**Prompt**
Return every line from the records below that has the word "FromStr".
=== Section Start ===
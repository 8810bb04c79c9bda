//! Kafka configuration for the source event stream.

use crate::error::EventError;
use std::env;
use std::str::FromStr;

/// Topic the source registry publishes its events to.
pub const DEFAULT_SOURCES_TOPIC: &str = "platform.sources.event-stream";

/// Consumer group shared by every listener replica.
pub const DEFAULT_CONSUMER_GROUP: &str = "hccm-sources";

const DEFAULT_CLIENT_ID: &str = "koku-sources";

/// Security protocol for Kafka connection.
#[derive(Debug, Clone, PartialEq, Eq)]
pub enum SecurityProtocol {
    /// Plaintext connection (no encryption or auth).
    Plaintext,
    /// SSL encryption without SASL auth.
    Ssl,
    /// SASL authentication without encryption.
    SaslPlaintext,
    /// SASL authentication with SSL encryption.
    SaslSsl,
}

impl FromStr for SecurityProtocol {
    type Err = EventError;

    fn from_str(s: &str) -> Result<Self, Self::Err> {
        match s.to_uppercase().as_str() {
            "PLAINTEXT" => Ok(Self::Plaintext),
            "SSL" => Ok(Self::Ssl),
            "SASL_PLAINTEXT" => Ok(Self::SaslPlaintext),
            "SASL_SSL" => Ok(Self::SaslSsl),
            _ => Err(EventError::ConfigInvalid {
                var: "KAFKA_SECURITY_PROTOCOL".to_string(),
                reason: format!("Unknown protocol: {s}"),
            }),
        }
    }
}

impl SecurityProtocol {
    /// Convert to rdkafka string value.
    #[must_use]
    pub fn as_str(&self) -> &'static str {
        match self {
            Self::Plaintext => "PLAINTEXT",
            Self::Ssl => "SSL",
            Self::SaslPlaintext => "SASL_PLAINTEXT",
            Self::SaslSsl => "SASL_SSL",
        }
    }

    fn uses_sasl(&self) -> bool {
        matches!(self, Self::SaslPlaintext | Self::SaslSsl)
    }
}

/// SASL mechanism for authentication.
#[derive(Debug, Clone, PartialEq, Eq)]
pub enum SaslMechanism {
    Plain,
    ScramSha256,
    ScramSha512,
}

impl FromStr for SaslMechanism {
    type Err = EventError;

    fn from_str(s: &str) -> Result<Self, Self::Err> {
        match s.to_uppercase().replace('-', "_").as_str() {
            "PLAIN" => Ok(Self::Plain),
            "SCRAM_SHA_256" => Ok(Self::ScramSha256),
            "SCRAM_SHA_512" => Ok(Self::ScramSha512),
            _ => Err(EventError::ConfigInvalid {
                var: "KAFKA_SASL_MECHANISM".to_string(),
                reason: format!("Unknown mechanism: {s}"),
            }),
        }
    }
}

impl SaslMechanism {
    /// Convert to rdkafka string value.
    #[must_use]
    pub fn as_str(&self) -> &'static str {
        match self {
            Self::Plain => "PLAIN",
            Self::ScramSha256 => "SCRAM-SHA-256",
            Self::ScramSha512 => "SCRAM-SHA-512",
        }
    }
}

/// SASL credentials for authentication.
#[derive(Clone)]
pub struct SaslCredentials {
    pub mechanism: SaslMechanism,
    pub username: String,
    pub password: String,
}

impl std::fmt::Debug for SaslCredentials {
    fn fmt(&self, f: &mut std::fmt::Formatter<'_>) -> std::fmt::Result {
        f.debug_struct("SaslCredentials")
            .field("mechanism", &self.mechanism)
            .field("username", &self.username)
            .field("password", &"[REDACTED]")
            .finish()
    }
}

/// Kafka connection and subscription configuration.
#[derive(Debug, Clone)]
pub struct KafkaConfig {
    /// Comma-separated list of broker addresses.
    pub bootstrap_servers: String,
    /// Security protocol.
    pub security_protocol: SecurityProtocol,
    /// SASL credentials (required if using SASL).
    pub sasl: Option<SaslCredentials>,
    /// Client identifier.
    pub client_id: String,
    /// Topic carrying source registry events.
    pub topic: String,
    /// Consumer group identifier.
    pub consumer_group: String,
}

impl KafkaConfig {
    /// Load configuration from environment variables.
    ///
    /// Required:
    /// - `KAFKA_BOOTSTRAP_SERVERS`: Comma-separated broker list
    ///
    /// Optional:
    /// - `KAFKA_SECURITY_PROTOCOL`: PLAINTEXT (default), SSL, `SASL_PLAINTEXT`, `SASL_SSL`
    /// - `KAFKA_CLIENT_ID`: Client identifier (default: "koku-sources")
    /// - `KAFKA_SASL_MECHANISM`, `KAFKA_SASL_USERNAME`, `KAFKA_SASL_PASSWORD` (required if SASL)
    /// - `SOURCES_TOPIC`: default `platform.sources.event-stream`
    /// - `SOURCES_CONSUMER_GROUP`: default `hccm-sources`
    pub fn from_env() -> Result<Self, EventError> {
        let security_protocol = match env::var("KAFKA_SECURITY_PROTOCOL") {
            Ok(v) => SecurityProtocol::from_str(&v)?,
            Err(_) => SecurityProtocol::Plaintext,
        };

        let mut builder = Self::builder()
            .bootstrap_servers(required("KAFKA_BOOTSTRAP_SERVERS")?)
            .security_protocol(security_protocol.clone());

        if security_protocol.uses_sasl() {
            let mechanism = SaslMechanism::from_str(&required("KAFKA_SASL_MECHANISM")?)?;
            builder = builder.sasl(
                mechanism,
                required("KAFKA_SASL_USERNAME")?,
                required("KAFKA_SASL_PASSWORD")?,
            );
        }
        if let Ok(id) = env::var("KAFKA_CLIENT_ID") {
            builder = builder.client_id(id);
        }
        if let Ok(topic) = env::var("SOURCES_TOPIC") {
            builder = builder.topic(topic);
        }
        if let Ok(group) = env::var("SOURCES_CONSUMER_GROUP") {
            builder = builder.consumer_group(group);
        }

        builder.build()
    }

    /// Create a new configuration builder.
    #[must_use]
    pub fn builder() -> KafkaConfigBuilder {
        KafkaConfigBuilder::new()
    }
}

fn required(var: &str) -> Result<String, EventError> {
    env::var(var).map_err(|_| EventError::ConfigMissing {
        var: var.to_string(),
    })
}

/// Builder for `KafkaConfig`.
#[derive(Debug, Default)]
pub struct KafkaConfigBuilder {
    bootstrap_servers: Option<String>,
    security_protocol: Option<SecurityProtocol>,
    sasl: Option<SaslCredentials>,
    client_id: Option<String>,
    topic: Option<String>,
    consumer_group: Option<String>,
}

impl KafkaConfigBuilder {
    /// Create a new builder.
    #[must_use]
    pub fn new() -> Self {
        Self::default()
    }

    /// Set bootstrap servers.
    pub fn bootstrap_servers(mut self, servers: impl Into<String>) -> Self {
        self.bootstrap_servers = Some(servers.into());
        self
    }

    /// Set security protocol.
    #[must_use]
    pub fn security_protocol(mut self, protocol: SecurityProtocol) -> Self {
        self.security_protocol = Some(protocol);
        self
    }

    /// Set SASL credentials.
    #[must_use]
    pub fn sasl(mut self, mechanism: SaslMechanism, username: String, password: String) -> Self {
        self.sasl = Some(SaslCredentials {
            mechanism,
            username,
            password,
        });
        self
    }

    /// Set client ID.
    pub fn client_id(mut self, id: impl Into<String>) -> Self {
        self.client_id = Some(id.into());
        self
    }

    /// Set the consumed topic.
    pub fn topic(mut self, topic: impl Into<String>) -> Self {
        self.topic = Some(topic.into());
        self
    }

    /// Set the consumer group.
    pub fn consumer_group(mut self, group: impl Into<String>) -> Self {
        self.consumer_group = Some(group.into());
        self
    }

    /// Build the configuration.
    pub fn build(self) -> Result<KafkaConfig, EventError> {
        let bootstrap_servers = self.bootstrap_servers.ok_or(EventError::ConfigMissing {
            var: "bootstrap_servers".to_string(),
        })?;

        let security_protocol = self
            .security_protocol
            .unwrap_or(SecurityProtocol::Plaintext);

        if security_protocol.uses_sasl() && self.sasl.is_none() {
            return Err(EventError::ConfigMissing {
                var: "sasl_credentials".to_string(),
            });
        }

        Ok(KafkaConfig {
            bootstrap_servers,
            security_protocol,
            sasl: self.sasl,
            client_id: self
                .client_id
                .unwrap_or_else(|| DEFAULT_CLIENT_ID.to_string()),
            topic: self
                .topic
                .unwrap_or_else(|| DEFAULT_SOURCES_TOPIC.to_string()),
            consumer_group: self
                .consumer_group
                .unwrap_or_else(|| DEFAULT_CONSUMER_GROUP.to_string()),
        })
    }
}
=== Section End ===
**Written solution**
use std::str::FromStr;
impl FromStr for SecurityProtocol {
impl FromStr for SaslMechanism {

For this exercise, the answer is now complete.